Just after IBM corners the market with its flagship PC, a flaw is discovered in its operation, opening the door for competition. In steps Joe MacMillan, a former IBM executive who now works for Cardiff Electric. MacMillan plans to reverse-engineer IBM’s technology, putting Cardiff in the thick of the personal computer race. He enlists the help of engineer Gordon Clark, who dreams of creating a revolutionary computer, and Cameron Howe, a volatile prodigy who puts her future on the line to join MacMillan’s rogue project.
Halt and Catch Fire kept its focus squarely on the haze of an emerging field, without any of the fist-pumping moments that might have come from a show focusing on the rise of Google, Facebook or Twitter.

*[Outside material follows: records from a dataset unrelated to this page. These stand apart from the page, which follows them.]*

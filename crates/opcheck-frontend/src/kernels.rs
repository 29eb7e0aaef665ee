//! Eager kernel table keyed by framework operator tag.
//!
//! The tracer runs these to produce values while recording, and
//! [`crate::FrameworkModel::run`] uses them to interpret a saved graph.

use crate::error::{FrontendError, Result};
use crate::functional;
use opcheck_core::{DataType, NodeAttribute, PadMode, Tensor};
use std::collections::HashMap;

/// Signature shared by all eager kernels.
pub type Kernel = fn(&[&Tensor], &HashMap<String, NodeAttribute>) -> Result<Vec<Tensor>>;

/// Operator tag to kernel mapping.
pub struct KernelRegistry {
    kernels: HashMap<&'static str, Kernel>,
}

impl KernelRegistry {
    /// Registry with every built-in kernel.
    pub fn new() -> Self {
        let mut registry = Self {
            kernels: HashMap::new(),
        };
        registry.register("aten::pad", pad_kernel);
        registry.register("aten::addmm", addmm_kernel);
        registry.register("aten::floor_divide", floor_divide_kernel);
        registry.register("aten::sub", sub_kernel);
        registry.register("aten::flatten", flatten_kernel);
        registry.register("aten::softmax", softmax_kernel);
        registry.register("prim::ListConstruct", list_construct_kernel);
        registry.register("fill_any_like", fill_any_like_kernel);
        registry.register("cast", cast_kernel);
        registry
    }

    /// Register or replace a kernel.
    pub fn register(&mut self, op_tag: &'static str, kernel: Kernel) {
        self.kernels.insert(op_tag, kernel);
    }

    /// Look up a kernel.
    pub fn get(&self, op_tag: &str) -> Result<Kernel> {
        self.kernels
            .get(op_tag)
            .copied()
            .ok_or_else(|| FrontendError::UnsupportedOperator {
                op_tag: op_tag.to_string(),
            })
    }

    /// Check if a tag has a kernel.
    pub fn is_supported(&self, op_tag: &str) -> bool {
        self.kernels.contains_key(op_tag)
    }
}

impl Default for KernelRegistry {
    fn default() -> Self {
        Self::new()
    }
}

fn arity(op_tag: &str, inputs: &[&Tensor], min: usize, max: usize) -> Result<()> {
    if inputs.len() < min || inputs.len() > max {
        return Err(FrontendError::InvalidModel(format!(
            "{op_tag} takes {min}..={max} inputs, got {}",
            inputs.len()
        )));
    }
    Ok(())
}

fn invalid(name: &str, reason: &str) -> FrontendError {
    FrontendError::InvalidAttribute {
        name: name.to_string(),
        reason: reason.to_string(),
    }
}

pub(crate) fn float_attr(attrs: &HashMap<String, NodeAttribute>, name: &str) -> Result<Option<f64>> {
    match attrs.get(name) {
        None => Ok(None),
        Some(attr) => attr
            .as_float()
            .map(Some)
            .ok_or_else(|| invalid(name, "expected a number")),
    }
}

pub(crate) fn int_attr(attrs: &HashMap<String, NodeAttribute>, name: &str) -> Result<Option<i64>> {
    match attrs.get(name) {
        None => Ok(None),
        Some(attr) => attr
            .as_int()
            .map(Some)
            .ok_or_else(|| invalid(name, "expected an integer")),
    }
}

pub(crate) fn str_attr<'a>(
    attrs: &'a HashMap<String, NodeAttribute>,
    name: &str,
) -> Result<Option<&'a str>> {
    match attrs.get(name) {
        None => Ok(None),
        Some(attr) => attr
            .as_str()
            .map(Some)
            .ok_or_else(|| invalid(name, "expected a string")),
    }
}

pub(crate) fn dtype_attr(
    attrs: &HashMap<String, NodeAttribute>,
    name: &str,
) -> Result<Option<DataType>> {
    Ok(str_attr(attrs, name)?.map(str::parse).transpose()?)
}

pub(crate) fn mode_attr(attrs: &HashMap<String, NodeAttribute>) -> Result<PadMode> {
    Ok(str_attr(attrs, "mode")?.unwrap_or("constant").parse()?)
}

fn pad_kernel(inputs: &[&Tensor], attrs: &HashMap<String, NodeAttribute>) -> Result<Vec<Tensor>> {
    arity("aten::pad", inputs, 1, 2)?;
    let pads = match inputs.get(1) {
        Some(list) => list.to_vec_i64()?,
        None => attrs
            .get("pads")
            .and_then(NodeAttribute::as_ints)
            .ok_or_else(|| invalid("pads", "static pads need an integer list"))?
            .to_vec(),
    };
    let mode = mode_attr(attrs)?;
    let value = float_attr(attrs, "value")?;
    Ok(vec![functional::pad(inputs[0], &pads, mode, value)?])
}

fn addmm_kernel(inputs: &[&Tensor], attrs: &HashMap<String, NodeAttribute>) -> Result<Vec<Tensor>> {
    arity("aten::addmm", inputs, 3, 3)?;
    let beta = float_attr(attrs, "beta")?.unwrap_or(1.0);
    let alpha = float_attr(attrs, "alpha")?.unwrap_or(1.0);
    Ok(vec![functional::addmm(inputs[0], inputs[1], inputs[2], beta, alpha)?])
}

fn floor_divide_kernel(
    inputs: &[&Tensor],
    _attrs: &HashMap<String, NodeAttribute>,
) -> Result<Vec<Tensor>> {
    arity("aten::floor_divide", inputs, 2, 2)?;
    Ok(vec![functional::floor_divide(inputs[0], inputs[1])?])
}

fn sub_kernel(inputs: &[&Tensor], attrs: &HashMap<String, NodeAttribute>) -> Result<Vec<Tensor>> {
    arity("aten::sub", inputs, 2, 2)?;
    let alpha = float_attr(attrs, "alpha")?.unwrap_or(1.0);
    Ok(vec![functional::sub(inputs[0], inputs[1], alpha)?])
}

fn flatten_kernel(inputs: &[&Tensor], attrs: &HashMap<String, NodeAttribute>) -> Result<Vec<Tensor>> {
    arity("aten::flatten", inputs, 1, 1)?;
    let start = int_attr(attrs, "start_dim")?.unwrap_or(0);
    Ok(vec![functional::flatten(inputs[0], start)?])
}

fn softmax_kernel(inputs: &[&Tensor], attrs: &HashMap<String, NodeAttribute>) -> Result<Vec<Tensor>> {
    arity("aten::softmax", inputs, 1, 1)?;
    let dim = int_attr(attrs, "dim")?.unwrap_or(-1);
    Ok(vec![functional::softmax(inputs[0], dim)?])
}

fn list_construct_kernel(
    inputs: &[&Tensor],
    _attrs: &HashMap<String, NodeAttribute>,
) -> Result<Vec<Tensor>> {
    Ok(vec![functional::list_construct(inputs)?])
}

fn fill_any_like_kernel(
    inputs: &[&Tensor],
    attrs: &HashMap<String, NodeAttribute>,
) -> Result<Vec<Tensor>> {
    arity("fill_any_like", inputs, 1, 1)?;
    let value = float_attr(attrs, "value")?.ok_or_else(|| invalid("value", "missing"))?;
    let dtype = dtype_attr(attrs, "dtype")?;
    Ok(vec![functional::full_like(inputs[0], value, dtype)?])
}

fn cast_kernel(inputs: &[&Tensor], attrs: &HashMap<String, NodeAttribute>) -> Result<Vec<Tensor>> {
    arity("cast", inputs, 1, 1)?;
    let dtype = dtype_attr(attrs, "dtype")?.ok_or_else(|| invalid("dtype", "missing"))?;
    Ok(vec![functional::cast(inputs[0], dtype)?])
}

The characters never achieved lasting success or transformation, perpetually stymied by the behemoth enterprise players in a nascent and clunking industry that bought or squashed change or creativity. Instead, they faced an endless, thankless series of intractable workplace decisions about integrity, product quality and business logistics.
Over the course of the series, business interests range from building personal computers at Dell competitor Cardiff Electric to video games, web-based chat, and e-commerce (Mutiny to antivirus software at MacMillan Utility to, finally, early search engines at Comet and Rover). All of these companies are fictional and most are founded by the characters themselves.
The early days of Halt and Catch Fire are packed with archetypal Silicon Valley figures like Joe MacMillan (Lee Pace), a salesman-cum-confidence man who looks and sounds like a venture capitalist pitch in human form, full of the arrogance that would come to define the tech industry’s charismatic, self-styled geniuses. The real creators of vision and code, however, are the nebbish Gordon Clark (Scoot McNairy), his long-suffering wife Donna Clark (Kerry Bishé), and Cameron Howe (Mackenzie Davis), the punk prodigy who can see into the future of machines like an modern-day oracle. If Joe is Steve Jobs, conducting every conversation like an Apple keynote address, then Cameron is the woman with a bleached blond pixie cut throwing a sledgehammer in its “1984” commercial as the men around her watch, their mouths agape.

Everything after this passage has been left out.